# Class 0: Configuring your computer <a class="anchor" id="Config"></a>

<hr/>

In this lesson, we will set up a Python computing environment for scientific computing. 

To set up Python for scientific computing on your own machine, we will be downloading and installing a Python distribution called [Anaconda](https://www.anaconda.com), with its associated package manager, `conda`. Anaconda contains binaries of many of the scientific packages we will need during this class, so we avoid setting up new environments with package-by-package installations.

In addition, we will install Git and GitHub Desktop, which will help you download all the class material (which can also be accessed on Moodle).
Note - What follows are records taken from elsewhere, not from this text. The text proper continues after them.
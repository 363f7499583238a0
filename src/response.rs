use serde::{Deserialize, Serialize};
use utoipa::ToSchema;

#[derive(Debug, Serialize, Deserialize, ToSchema, Clone)]
pub struct Meta {
    pub total: Option<i64>,
}

impl Meta {
    pub fn total(total: usize) -> Self {
        Self {
            total: Some(total as i64),
        }
    }

    pub fn empty() -> Self {
        Self { total: None }
    }
}

#[derive(Debug, Serialize, Deserialize, ToSchema)]
pub struct ApiResponse<T> {
    pub message: String,
    pub data: Option<T>,
    pub meta: Option<Meta>,
}

impl<T: Serialize> ApiResponse<T> {
    pub fn success(message: impl Into<String>, data: T, meta: Option<Meta>) -> Self {
        Self {
            message: message.into(),
            data: Some(data),
            meta,
        }
    }
}
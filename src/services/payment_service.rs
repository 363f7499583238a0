use rust_decimal::{Decimal, prelude::ToPrimitive};
use uuid::Uuid;

use crate::{
    dto::payments::{
        CreateIntentRequest, CreateIntentResponse, FinalizePaymentRequest,
        FinalizePaymentResponse, PaymentList, PaymentRecordResult,
    },
    error::{AppError, AppResult},
    middleware::auth::{AuthUser, ensure_self},
    models::{DeleteResult, NewPayment},
    response::{ApiResponse, Meta},
    services::money,
    state::AppState,
};

const DEFAULT_STATUS: &str = "pending";

/// Converts a decimal price to minor currency units (cents) without floating point.
///
/// Rejects non-positive prices and anything [`money::check_amount`] rejects.
pub fn to_minor_units(price: Decimal) -> AppResult<i64> {
    if price <= Decimal::ZERO {
        return Err(AppError::BadRequest("price must be greater than 0".into()));
    }
    let cents = money::check_amount("price", price)? * Decimal::ONE_HUNDRED;
    cents
        .to_i64()
        .ok_or_else(|| AppError::BadRequest("price is out of range".into()))
}

/// Creates a gateway intent and hands back only the client secret. Nothing is stored.
pub async fn create_intent(
    state: &AppState,
    payload: CreateIntentRequest,
) -> AppResult<ApiResponse<CreateIntentResponse>> {
    let amount = to_minor_units(payload.price)?;
    let idempotency_key = Uuid::new_v4().to_string();

    let intent = state
        .gateway
        .create_intent(amount, &idempotency_key)
        .await?;
    tracing::info!(intent_id = %intent.id, amount, "payment intent created");

    Ok(ApiResponse::success(
        "Payment intent created",
        CreateIntentResponse {
            client_secret: intent.client_secret,
        },
        Some(Meta::empty()),
    ))
}

/// Records the payment, then clears the paid cart items for the payer.
///
/// The payment record is authoritative: a failed cleanup is reported in the
/// response and logged, never rolled back into a failed payment.
pub async fn finalize(
    state: &AppState,
    payload: FinalizePaymentRequest,
) -> AppResult<ApiResponse<FinalizePaymentResponse>> {
    let email = payload.email.trim().to_string();
    if email.is_empty() {
        return Err(AppError::BadRequest("email is required".into()));
    }
    let amount = money::check_amount("amount", payload.amount)?;

    let idempotency_key = payload.idempotency_key.unwrap_or_else(|| {
        let key = Uuid::new_v4();
        tracing::warn!(%key, email = %email, "payment without idempotency key, generated one");
        key
    });

    let recorded = state
        .store
        .insert_payment(NewPayment {
            idempotency_key,
            email,
            amount,
            transaction_id: payload.transaction_id,
            cart_ids: payload.cart_ids,
            menu_item_ids: payload.menu_item_ids,
            status: payload.status.unwrap_or_else(|| DEFAULT_STATUS.to_string()),
        })
        .await?;
    tracing::info!(
        payment_id = %recorded.payment.id,
        %idempotency_key,
        created = recorded.created,
        "payment recorded"
    );

    // Clean up with the recorded payer and ids so a replay cannot widen the delete.
    let payment = &recorded.payment;
    let (delete_result, cleanup_error) = match state
        .store
        .delete_cart_items(&payment.email, &payment.cart_ids)
        .await
    {
        Ok(result) => {
            tracing::info!(
                payment_id = %payment.id,
                deleted = result.deleted_count,
                "cart cleared"
            );
            (result, None)
        }
        Err(err) => {
            tracing::warn!(payment_id = %payment.id, error = %err, "cart cleanup failed");
            (DeleteResult::default(), Some(err.to_string()))
        }
    };

    Ok(ApiResponse::success(
        "Payment recorded",
        FinalizePaymentResponse {
            payment_result: PaymentRecordResult {
                inserted_id: recorded.payment.id,
                created: recorded.created,
            },
            delete_result,
            cleanup_error,
        },
        Some(Meta::empty()),
    ))
}

pub async fn payment_history(
    state: &AppState,
    user: &AuthUser,
    email: &str,
) -> AppResult<ApiResponse<PaymentList>> {
    ensure_self(user, email)?;
    let items = state.store.list_payments(email).await?;
    let meta = Meta::total(items.len());
    Ok(ApiResponse::success("Payments", PaymentList { items }, Some(meta)))
}
//! Monetary values as stored in `NUMERIC(10, 2)` columns.

use rust_decimal::Decimal;

use crate::error::{AppError, AppResult};

/// Two fractional digits, eight integral digits.
pub const SCALE: u32 = 2;
const MAX_EXCLUSIVE: Decimal = Decimal::from_parts(100_000_000, 0, 0, false, 0);

/// Checks `value` fits a money column and returns it at scale 2.
///
/// Negative values, sub-cent precision and values of 10^8 or more are
/// rejected instead of being rounded or overflowing in the store.
pub fn check_amount(field: &str, value: Decimal) -> AppResult<Decimal> {
    if value.is_sign_negative() && !value.is_zero() {
        return Err(AppError::BadRequest(format!("{field} must not be negative")));
    }
    let mut normalized = value.normalize();
    if normalized.scale() > SCALE {
        return Err(AppError::BadRequest(format!(
            "{field} must have at most two decimal places"
        )));
    }
    if normalized >= MAX_EXCLUSIVE {
        return Err(AppError::BadRequest(format!("{field} is out of range")));
    }
    normalized.rescale(SCALE);
    Ok(normalized)
}

#[cfg(test)]
mod tests {
    use super::*;

    fn dec(s: &str) -> Decimal {
        s.parse().unwrap()
    }

    #[test]
    fn accepts_cents_and_pads_scale() {
        assert_eq!(check_amount("price", dec("14.5")).unwrap().to_string(), "14.50");
        assert_eq!(check_amount("price", dec("1.500")).unwrap().to_string(), "1.50");
        assert_eq!(check_amount("price", dec("0")).unwrap().to_string(), "0.00");
        assert_eq!(
            check_amount("price", dec("99999999.99")).unwrap().to_string(),
            "99999999.99"
        );
    }

    #[test]
    fn rejects_what_the_column_cannot_hold() {
        for bad in ["1.005", "0.001", "100000000", "123456789.5", "-1"] {
            assert!(
                matches!(check_amount("price", dec(bad)), Err(AppError::BadRequest(_))),
                "{bad}"
            );
        }
    }
}
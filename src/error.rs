use axum::{
    http::StatusCode,
    response::{IntoResponse, Response},
};
use serde::Serialize;
use thiserror::Error;

use crate::{
    gateway::GatewayError,
    response::{ApiResponse, Meta},
    store::StoreError,
};

#[derive(Debug, Error)]
pub enum AppError {
    #[error("Not Found")]
    NotFound,

    #[error("Bad Request {0}")]
    BadRequest(String),

    #[error("Unauthorized")]
    Unauthorized,

    #[error("Forbidden")]
    Forbidden,

    #[error("Store error")]
    Store(#[from] StoreError),

    #[error("Payment gateway error")]
    Gateway(#[from] GatewayError),

    #[error("Internal Server Error")]
    Internal(#[from] anyhow::Error),
}

#[derive(Serialize)]
struct ErrorData {
    error: String,
}

impl IntoResponse for AppError {
    fn into_response(self) -> Response {
        let status = match &self {
            AppError::NotFound => StatusCode::NOT_FOUND,
            AppError::BadRequest(_) => StatusCode::BAD_REQUEST,
            AppError::Unauthorized => StatusCode::UNAUTHORIZED,
            AppError::Forbidden => StatusCode::FORBIDDEN,
            AppError::Store(err) if err.is_unavailable() => StatusCode::SERVICE_UNAVAILABLE,
            AppError::Store(_) => StatusCode::INTERNAL_SERVER_ERROR,
            AppError::Gateway(_) => StatusCode::BAD_GATEWAY,
            AppError::Internal(_) => StatusCode::INTERNAL_SERVER_ERROR,
        };

        // Detail stays in the logs; clients only see the category.
        match &self {
            AppError::Store(err) => tracing::error!(error = %err, "store failure"),
            AppError::Gateway(err) => tracing::error!(error = %err, "payment gateway failure"),
            AppError::Internal(err) => tracing::error!(error = %err, "internal error"),
            _ => {}
        }

        let body = ApiResponse {
            message: self.to_string(),
            data: Some(ErrorData {
                error: self.to_string(),
            }),
            meta: Some(Meta::empty()),
        };

        (status, axum::Json(body)).into_response()
    }
}

pub type AppResult<T> = Result<T, AppError>;
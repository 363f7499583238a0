pub mod config;
pub mod db;
pub mod dto;
pub mod entity;
pub mod error;
pub mod gateway;
pub mod middleware;
pub mod models;
pub mod response;
pub mod retry;
pub mod routes;
pub mod services;
pub mod state;
pub mod store;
It would be great if you could go over the steps described below before the class. We will go over this again during the first class, so do not worry if you do not get everything working beforehand. However, we suggest to do at least the following installations in advance, as they may take some time:
- Mac users: [XCode](https://developer.apple.com/xcode/)
- Windows users: either Firefox or Chrome, and [Git](https://gitforwindows.org)
- All users: [Anaconda](https://www.anaconda.com/distribution/) (more instructions below) and a GitHub account ([http://github.com/](http://github.com/))

## Contents

- [Class 0: Configuring your computer](#Config)  
  - [Why install on my own machine](#Why-Install)
  - [macOS users: Install XCode](#Install-XCode)
  - [Windows users: Install Git and Chrome or Firefox](#Install-Git)
  - [Uninstalling Anaconda](#Uninstall-Anaconda)
  - [Downloading and Installing Anaconda](#Download-Anaconda)
  - [Installing node.js](#Install-NodeJS)
  - [Launching Jupyter Notebook and JupyterLab](#Launching-Notebook)
      - [Launching JupyterLab from the command line](#Launching-Lab-FromCommand)
  - [The conda package manager](#Conda-Package)
  - [Installations](#Install-Packages)
  - [Setting Up Git](#Setting-Up-Git)
  - [Checking your distribution](#Checking-Distribution)

## Why install on my own machine? <a class="anchor" id="Why-Install"></a>

For this class we'll be working with [Google Colab](http://colab.research.google.com/), which is a free notebook environment, that does not require any installations and uses Google servers to execute the code.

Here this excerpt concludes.